No dia 26 de março, o Instituto Butantan anunciou a “Butanvac”: a “1ª vacina 100% brasileira contra covid-19”. A despeito da controvérsia sobre se 100% é 100% mesmo, o orgulho da instituição, e da ciência brasileira por conseguinte, é justo – com efeito, o desempenho do Butantan e de tantas outras partes da comunidade científica, sob condições adversas, tem sido das poucas facetas positivas do combate à pandemia no país. Mas fica a pergunta: o quanto deveríamos tomar o desenvolvimento de produtos “100% brasileiros” como um objetivo de política?
Trata-se de uma questão cuja importância vai além do caso específico da pandemia, de vacinas, ou de saúde pública. À parte o orgulho e a identidade nacional, que bem podem ter valor em si, é preciso ter em conta o quanto a ideia do “100% nacional” promove, ou atrapalha, o verdadeiro objetivo das políticas públicas: a melhoria da vida dos brasileiros.

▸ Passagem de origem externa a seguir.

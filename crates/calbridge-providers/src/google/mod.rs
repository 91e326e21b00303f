//! Google Calendar integration.
//!
//! # Authentication Flow
//!
//! 1. The caller provides an OAuth client ID/secret (required by Google) and,
//!    optionally, a previously issued token
//! 2. A valid token is used as-is; an expired one is refreshed
//! 3. Otherwise an authorization runs, either through a local loopback
//!    server and the system browser, or headless by pasting the code
//! 4. New or refreshed tokens are handed back to the caller, who keeps them
//!
//! # Example
//!
//! ```ignore
//! use calbridge_providers::google::{
//!     Authenticator, CalendarClient, FlowMode, GoogleConfig, OAuthClient, OAuthCredentials,
//! };
//!
//! let config = GoogleConfig::new(OAuthCredentials::new(
//!     "your-client-id.apps.googleusercontent.com",
//!     "your-client-secret",
//! ));
//!
//! let oauth = OAuthClient::new(&config)?;
//! let outcome = Authenticator::new(oauth, &reporter, &config, FlowMode::Loopback)
//!     .obtain(None)
//!     .await?;
//!
//! let token = outcome.credential.access_token.unwrap_or_default();
//! let calendars = CalendarClient::new(&config, token)?.list_calendars().await?;
//! ```

mod authenticator;
mod client;
mod config;
mod event;
mod oauth;
mod tokens;

pub use authenticator::{
    AuthBackend, AuthOutcome, AuthReporter, Authenticator, BoxFuture, CredentialSource, FlowMode,
};
pub use client::{CalendarClient, CalendarListEntry};
pub use config::{GoogleConfig, GoogleEndpoints, OAuthCredentials};
pub use event::{
    ApiEvent, ApiEventTime, DEFAULT_EVENT_MINUTES, DEFAULT_MAX_RESULTS, EventPatch, EventQuery,
    NewEvent,
};
pub use oauth::{CallbackParams, HEADLESS_REDIRECT_URI, OAuthClient, PkceFlow, TokenGrant};
pub use tokens::{AuthState, Credential};
//! Event commands.

use calbridge_core::truncate_chars;
use calbridge_providers::google::{ApiEvent, CalendarClient, EventPatch, EventQuery, NewEvent};
use serde::Serialize;
use serde_json::Value;
use tracing::{debug, info};

use crate::error::ClientResult;
use crate::output::success;

/// Title shown for events without one.
pub const UNTITLED: &str = "(No title)";

/// Listings show at most this many characters of a description.
pub const LIST_DESCRIPTION_CHARS: usize = 200;

#[derive(Debug, Serialize)]
pub struct EventListing {
    pub count: usize,
    pub events: Vec<ListedEvent>,
}

#[derive(Debug, Serialize)]
pub struct ListedEvent {
    pub id: Option<String>,
    pub summary: String,
    pub start: Option<String>,
    pub end: Option<String>,
    pub location: String,
    pub description: String,
}

impl From<ApiEvent> for ListedEvent {
    fn from(event: ApiEvent) -> Self {
        let description = event.description.unwrap_or_default();
        Self {
            start: event.start.display().map(String::from),
            end: event.end.display().map(String::from),
            id: event.id,
            summary: event.summary.unwrap_or_else(|| UNTITLED.to_string()),
            location: event.location.unwrap_or_default(),
            description: truncate_chars(&description, LIST_DESCRIPTION_CHARS).to_string(),
        }
    }
}

/// Result of a create or update.
#[derive(Debug, Serialize)]
pub struct EventWritten {
    pub message: String,
    pub event: WrittenEvent,
}

#[derive(Debug, Serialize)]
pub struct WrittenEvent {
    pub id: Option<String>,
    pub summary: Option<String>,
    pub start: Option<String>,
    pub end: Option<String>,
    #[serde(rename = "htmlLink")]
    pub html_link: Option<String>,
}

impl From<ApiEvent> for WrittenEvent {
    fn from(event: ApiEvent) -> Self {
        Self {
            start: event.start.display().map(String::from),
            end: event.end.display().map(String::from),
            id: event.id,
            summary: event.summary,
            html_link: event.html_link,
        }
    }
}

#[derive(Debug, Serialize)]
pub struct EventDetail {
    pub event: DetailedEvent,
}

#[derive(Debug, Serialize)]
pub struct DetailedEvent {
    pub id: Option<String>,
    pub summary: String,
    pub start: Option<String>,
    pub end: Option<String>,
    pub location: String,
    pub description: String,
    #[serde(rename = "htmlLink")]
    pub html_link: Option<String>,
}

impl From<ApiEvent> for DetailedEvent {
    fn from(event: ApiEvent) -> Self {
        Self {
            start: event.start.display().map(String::from),
            end: event.end.display().map(String::from),
            id: event.id,
            summary: event.summary.unwrap_or_else(|| UNTITLED.to_string()),
            location: event.location.unwrap_or_default(),
            description: event.description.unwrap_or_default(),
            html_link: event.html_link,
        }
    }
}

#[derive(Debug, Serialize)]
pub struct Deleted {
    pub message: String,
}

/// Builds the listing document.
pub fn listing(events: Vec<ApiEvent>) -> EventListing {
    EventListing {
        count: events.len(),
        events: events.into_iter().map(ListedEvent::from).collect(),
    }
}

pub async fn list(client: &CalendarClient, query: &EventQuery) -> ClientResult<Value> {
    debug!(?query, "listing events");
    let events = client.list_events(query).await?;
    success(listing(events))
}

pub async fn create(
    client: &CalendarClient,
    event: &NewEvent,
    time_zone: &str,
) -> ClientResult<Value> {
    let created = client.insert_event(&event.to_body(time_zone)).await?;
    info!("created event {}", created.id.as_deref().unwrap_or_default());
    success(EventWritten {
        message: "Event created".to_string(),
        event: created.into(),
    })
}

/// Fetches the event, overwrites the patched fields, and writes it back.
pub async fn update(
    client: &CalendarClient,
    event_id: &str,
    patch: &EventPatch,
    time_zone: &str,
) -> ClientResult<Value> {
    let mut event = client.get_event_raw(event_id).await?;
    patch.apply(&mut event, time_zone);
    let updated = client.update_event(event_id, &event).await?;
    info!("updated event {}", event_id);
    success(EventWritten {
        message: "Event updated".to_string(),
        event: updated.into(),
    })
}

pub async fn delete(client: &CalendarClient, event_id: &str) -> ClientResult<Value> {
    client.delete_event(event_id).await?;
    info!("deleted event {}", event_id);
    success(Deleted {
        message: format!("Event {} deleted", event_id),
    })
}

pub async fn get(client: &CalendarClient, event_id: &str) -> ClientResult<Value> {
    let event = client.get_event(event_id).await?;
    success(EventDetail {
        event: event.into(),
    })
}
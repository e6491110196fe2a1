// Progress reporting for long-running scans

use std::sync::Arc;

/// Progress information for a streaming pass over the input
#[derive(Debug, Clone)]
pub struct ScanProgress {
    /// Which test or scan is reading
    pub task: &'static str,
    /// Bytes read so far
    pub bytes_read: u64,
    /// Size of the input being read
    pub total_bytes: u64,
}

impl ScanProgress {
    pub fn new(task: &'static str, total_bytes: u64) -> Self {
        Self {
            task,
            bytes_read: 0,
            total_bytes,
        }
    }

    pub fn update_bytes(&mut self, bytes: u64) {
        self.bytes_read += bytes;
    }

    /// Cumulative megabytes read
    pub fn megabytes(&self) -> f64 {
        self.bytes_read as f64 / 1_048_576.0
    }

    pub fn percentage(&self) -> f32 {
        if self.total_bytes == 0 {
            return 100.0;
        }
        (self.bytes_read as f32 / self.total_bytes as f32) * 100.0
    }
}

/// Trait for progress reporting callbacks
pub trait ProgressCallback: Send + Sync {
    fn on_progress(&self, progress: &ScanProgress);
}

/// No-op progress callback (does nothing)
pub struct NoOpProgress;

impl ProgressCallback for NoOpProgress {
    fn on_progress(&self, _progress: &ScanProgress) {}
}

/// Logging progress callback
pub struct LoggingProgress;

impl ProgressCallback for LoggingProgress {
    fn on_progress(&self, progress: &ScanProgress) {
        tracing::debug!(
            "{}: {:.1} MB ({:.1}%)",
            progress.task,
            progress.megabytes(),
            progress.percentage()
        );
    }
}

/// Function-based progress callback
pub struct FnProgress<F>
where
    F: Fn(&ScanProgress) + Send + Sync,
{
    callback: F,
}

impl<F> FnProgress<F>
where
    F: Fn(&ScanProgress) + Send + Sync,
{
    pub fn new(callback: F) -> Self {
        Self { callback }
    }
}

impl<F> ProgressCallback for FnProgress<F>
where
    F: Fn(&ScanProgress) + Send + Sync,
{
    fn on_progress(&self, progress: &ScanProgress) {
        (self.callback)(progress);
    }
}

/// Progress reporter that manages callbacks
pub struct ProgressReporter {
    progress: ScanProgress,
    callback: Arc<dyn ProgressCallback>,
}

impl ProgressReporter {
    pub fn new(task: &'static str, total_bytes: u64, callback: Arc<dyn ProgressCallback>) -> Self {
        Self {
            progress: ScanProgress::new(task, total_bytes),
            callback,
        }
    }

    pub fn add_bytes(&mut self, bytes: u64) {
        self.progress.update_bytes(bytes);
        self.callback.on_progress(&self.progress);
    }

    pub fn bytes_read(&self) -> u64 {
        self.progress.bytes_read
    }
}

#[cfg(test)]
mod tests {
    use super::*;
    use std::sync::Mutex;

    #[test]
    fn test_reporter_accumulates_megabytes() {
        let seen = Arc::new(Mutex::new(Vec::new()));
        let sink = seen.clone();
        let callback = Arc::new(FnProgress::new(move |p: &ScanProgress| {
            sink.lock().unwrap().push(p.megabytes());
        }));

        let mut reporter = ProgressReporter::new("histogram", 2 * 1_048_576, callback);
        reporter.add_bytes(1_048_576);
        reporter.add_bytes(524_288);

        assert_eq!(*seen.lock().unwrap(), vec![1.0, 1.5]);
        assert_eq!(reporter.bytes_read(), 1_572_864);
    }

    #[test]
    fn test_percentage_of_empty_input() {
        assert_eq!(ScanProgress::new("scan", 0).percentage(), 100.0);
    }
}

Pensemos no caso das vacinas. Países como Israel e Chile vêm tendo seu orgulho nacional inflado, com toda razão, pelo seu sucesso no esforço de imunizar suas populações contra o novo coronavírus. Isso se deu mesmo na ausência de uma vacina “100% israelense” ou “100% chilena”. Tais exemplos sugerem que o problema da insuficiente resposta brasileira até o momento não vem da ausência de uma alternativa nacional – não faltam opções no mercado, mas sim competência e decência da parte do governo federal para fazê-las chegarem com a agilidade necessária aos braços dos brasileiros. É perfeitamente possível imaginar que, a continuar a negligência criminosa vista até agora, o governo Bolsonaro será tão pouco efetivo na aquisição e distribuição da Butanvac quanto tem sido em relação às alternativas existentes – talvez inventando alguma desculpa para não comprar a “vacina paulista do João Doria”, ou o que o valha.